Um avião da Força Aérea Brasileira (FAB) partiu de Brasília com direção a Rio Branco, no Acre, onde aguarda autorização do governo brasileiro para ir buscar Gutiérrez no Equador.
Desde quarta-feira, a pedido da Presidência, uma tripulação da Aeronáutica está de prontidão, à espera de ordens para voar a Quito.
Os governos brasileiro e equatoriano ainda negociam um salvo-conduto para que o ex-presidente possa deixar a sede da embaixada brasileira em Quito e ir ao aeroporto sem que seja detido.
O Ministério das Relações Exteriores informou que o Brasil está tomando as providências necessárias para concluir o processo de concessão de asilo territorial.

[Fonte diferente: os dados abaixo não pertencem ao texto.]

#[cfg(test)]
mod tests {
    use serde_json::json;

    use super::{OperationDetailView, highlight_matches, project};
    use crate::operation::OperationRecord;

    fn record_with(payload: serde_json::Value) -> OperationRecord {
        OperationRecord {
            timestamp: None,
            operation: payload
                .get("Operation")
                .and_then(serde_json::Value::as_str)
                .unwrap_or_default()
                .to_owned(),
            subject: None,
            folder: None,
            user: None,
            client_ip: None,
            size: None,
            full_data: Some(payload),
        }
    }

    #[test]
    fn inbox_rule_without_conditions_shows_placeholder() {
        let detail = project(&record_with(json!({
            "Operation": "New-InboxRule",
            "Parameters": [
                {"Name": "Name", "Value": "Archive"},
                {"Name": "MoveToFolder", "Value": "Archive"},
            ],
        })));

        let OperationDetailView::Rule(rule) = detail.operation_view else {
            panic!("expected a rule view");
        };

        assert_eq!(rule.rule_name.as_deref(), Some("Archive"));
        assert!(rule.conditions.fields.is_empty());
        assert_eq!(
            rule.conditions.empty_notice.as_deref(),
            Some("Aucune condition définie")
        );
        assert_eq!(rule.actions.fields.len(), 1);
        assert_eq!(rule.actions.fields[0].label, "Déplacer vers");
        assert_eq!(rule.actions.fields[0].value, "Archive");
        assert!(rule.actions.empty_notice.is_none());
    }

    #[test]
    fn inbox_rule_collects_conditions_and_boolean_actions() {
        let detail = project(&record_with(json!({
            "Operation": "Set-InboxRule",
            "Parameters": [
                {"Name": "From", "Value": "ceo@contoso.com"},
                {"Name": "SubjectContainsWords", "Value": "invoice"},
                {"Name": "DeleteMessage", "Value": "True"},
                {"Name": "MarkAsRead", "Value": "False"},
            ],
        })));

        let OperationDetailView::Rule(rule) = detail.operation_view else {
            panic!("expected a rule view");
        };

        let condition_labels: Vec<&str> = rule
            .conditions
            .fields
            .iter()
            .map(|field| field.label.as_str())
            .collect();
        assert_eq!(condition_labels, vec!["De (From)", "Sujet contient"]);

        // MarkAsRead is only an action when the flag is the string "True".
        let action_labels: Vec<&str> = rule
            .actions
            .fields
            .iter()
            .map(|field| field.label.as_str())
            .collect();
        assert_eq!(action_labels, vec!["Supprimer le message"]);
    }

    #[test]
    fn update_view_normalizes_path_and_rounds_kilobytes() {
        let detail = project(&record_with(json!({
            "Operation": "Update",
            "Item": {
                "Subject": "Quarterly report",
                "ParentFolder": {"Path": "\\Inbox\\Reports"},
                "SizeInBytes": 3100,
            },
            "ModifiedProperties": ["RecipientCollection", "UnknownProp"],
        })));

        let OperationDetailView::Update(update) = detail.operation_view else {
            panic!("expected an update view");
        };

        assert_eq!(update.folder_path.as_deref(), Some("/Inbox/Reports"));
        assert_eq!(update.size_kb, Some(3));
        assert_eq!(
            update.modified_properties,
            vec!["Destinataires".to_owned(), "UnknownProp".to_owned()]
        );
    }

    #[test]
    fn mail_access_caps_folders_and_translates_access_type() {
        let folders: Vec<serde_json::Value> = (0..7)
            .map(|index| {
                json!({
                    "Path": format!("\\Inbox\\F{index}"),
                    "FolderItems": [
                        {"Subject": format!("first {index}")},
                        {"Subject": format!("second {index}")},
                        {"Subject": format!("third {index}")},
                    ],
                })
            })
            .collect();

        let detail = project(&record_with(json!({
            "Operation": "MailItemsAccessed",
            "OperationProperties": [{"Name": "MailAccessType", "Value": "Bind"}],
            "Folders": folders,
        })));

        let OperationDetailView::MailAccess(access) = detail.operation_view else {
            panic!("expected a mail access view");
        };

        assert_eq!(access.access_type, "Consultation");
        assert_eq!(access.folder_count, 7);
        assert_eq!(access.folders.len(), 5);
        assert_eq!(access.folders[0].item_count, 3);
        assert_eq!(access.folders[0].sample_subjects.len(), 2);
        assert_eq!(
            access.overflow_notice.as_deref(),
            Some("... et 2 autres dossiers")
        );
    }

    #[test]
    fn mail_access_without_type_property_reads_unknown() {
        let detail = project(&record_with(json!({
            "Operation": "MailItemsAccessed",
        })));

        let OperationDetailView::MailAccess(access) = detail.operation_view else {
            panic!("expected a mail access view");
        };

        assert_eq!(access.access_type, "Unknown");
        assert_eq!(access.folder_count, 0);
    }

    #[test]
    fn move_view_lists_five_items_with_overflow_note() {
        let affected: Vec<serde_json::Value> = (0..6)
            .map(|index| {
                json!({
                    "Subject": format!("mail {index}"),
                    "InternetMessageId": format!("<{index}@contoso.com>"),
                })
            })
            .collect();

        let detail = project(&record_with(json!({
            "Operation": "MoveToDeletedItems",
            "Folder": {"Path": "\\Inbox"},
            "DestFolder": {"Path": "\\Deleted Items"},
            "AffectedItems": affected,
        })));

        let OperationDetailView::Move(moved) = detail.operation_view else {
            panic!("expected a move view");
        };

        assert_eq!(moved.affected_count, 6);
        assert_eq!(moved.items.len(), 5);
        assert_eq!(moved.source_folder.as_deref(), Some("/Inbox"));
        assert_eq!(moved.destination_folder.as_deref(), Some("/Deleted Items"));
        assert_eq!(
            moved.overflow_notice.as_deref(),
            Some("... et 1 autres éléments")
        );
    }

    #[test]
    fn generic_view_itemizes_small_parameter_lists_only() {
        let small = project(&record_with(json!({
            "Operation": "SendAs",
            "Parameters": [{"Name": "SendAsUser", "Value": "shared@contoso.com"}],
        })));
        let OperationDetailView::Generic(generic) = small.operation_view else {
            panic!("expected a generic view");
        };
        assert_eq!(generic.title, "SendAs");
        assert_eq!(generic.parameters.len(), 1);

        let many: Vec<serde_json::Value> = (0..11)
            .map(|index| json!({"Name": format!("P{index}"), "Value": "x"}))
            .collect();
        let large = project(&record_with(json!({
            "Operation": "Send",
            "Parameters": many,
        })));
        let OperationDetailView::Generic(generic) = large.operation_view else {
            panic!("expected a generic view");
        };
        assert_eq!(generic.title, "Envoi de Message");
        assert!(generic.parameters.is_empty());
    }

    #[test]
    fn info_panel_defaults_every_field_independently() {
        let detail = project(&record_with(json!({
            "Operation": "Update",
            "ClientIPAddress": "10.1.2.3",
        })));

        assert_eq!(detail.info.date, "-");
        assert_eq!(detail.info.operation, "Update");
        assert_eq!(detail.info.user, "-");
        assert_eq!(detail.info.result_status, "-");
        assert_eq!(detail.info.workload, "-");
        assert_eq!(detail.info.client_ip, "10.1.2.3");
        assert_eq!(detail.info.client_info, "-");
    }

    #[test]
    fn empty_payload_never_panics_and_keeps_sections() {
        let detail = project(&record_with(json!({})));

        assert_eq!(detail.info.operation, "-");
        assert_eq!(
            detail.folders.empty_notice.as_deref(),
            Some("Aucun dossier dans ce log")
        );
        assert_eq!(
            detail.items.empty_notice.as_deref(),
            Some("Aucun élément pour ce log")
        );
    }

    #[test]
    fn record_without_payload_projects_its_summary_fields() {
        let record = OperationRecord {
            timestamp: None,
            operation: "SendAs".to_owned(),
            subject: Some("hello".to_owned()),
            folder: None,
            user: Some("alice".to_owned()),
            client_ip: None,
            size: None,
            full_data: None,
        };

        let detail = project(&record);
        assert!(detail.raw_json.contains("SendAs"));
        assert!(matches!(
            detail.operation_view,
            OperationDetailView::Generic(_)
        ));
    }

    #[test]
    fn search_highlights_case_insensitive_matches() {
        let segments = highlight_matches("{\"Action\": \"DeleteMessage\"}", "delete");

        let marked: Vec<&str> = segments
            .iter()
            .filter(|segment| segment.highlighted)
            .map(|segment| segment.text.as_str())
            .collect();
        assert_eq!(marked, vec!["Delete"]);

        let rebuilt: String = segments.iter().map(|segment| segment.text.as_str()).collect();
        assert_eq!(rebuilt, "{\"Action\": \"DeleteMessage\"}");
    }

    #[test]
    fn clearing_the_query_restores_unmodified_text() {
        let segments = highlight_matches("plain text", "");
        assert_eq!(segments.len(), 1);
        assert!(!segments[0].highlighted);
        assert_eq!(segments[0].text, "plain text");
    }

    #[test]
    fn search_handles_multibyte_text_without_panicking() {
        let text = "{\"Sujet\": \"réunion détaillée\"}";
        let segments = highlight_matches(text, "d");

        let rebuilt: String = segments.iter().map(|segment| segment.text.as_str()).collect();
        assert_eq!(rebuilt, text);
        assert!(segments.iter().any(|segment| segment.highlighted));
    }
}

O Brasil já anunciou que aceita conceder o asilo territorial a Gutiérrez, mas a chegada do ex-líder equatoriano ao país ainda dependia da aprovação técnica do Ministério da Justiça.
Gutiérrez no Brasil
A fim de receber o asilo, Gutiérrez teve de aceitar algumas condições, como a proibição do exercício da atividade política no país.
O ex-presidente equatoriano está na embaixada do Brasil desde quarta-feira, quando recebeu asilo diplomático.
Gutiérrez foi destituído do cargo depois que o Congresso do Equador aprovou uma moção que o acusava de “abandonar o posto”.
O asilo diplomático e o asilo territorial são dois tipos de asilo político. De acordo com a Constituição brasileira, o asilo é uma “proteção concedida ao estrangeiro perseguido em seu território por delitos políticos, convicção religiosa, situação racial, excluídos aqueles previstos na legislação penal comum”.
Ao justificar a concessão de asilo político ao presidente deposto do Equador, o governo brasileiro afirmou que a medida é uma "tradição regional e instituto do Direito Internacional Público".
Nomeado substituto de Gutiérrez, o vice-presidente Alfredo Palácio já assumiu o governo.
Cardiologista de 66 anos, Palácio disse que a sua posse "está dentro do marco constitucional e da legalidade" e prometeu fazer uma "reestruturação profunda" do Estado equatoriano, que qualificou como "obsoleto".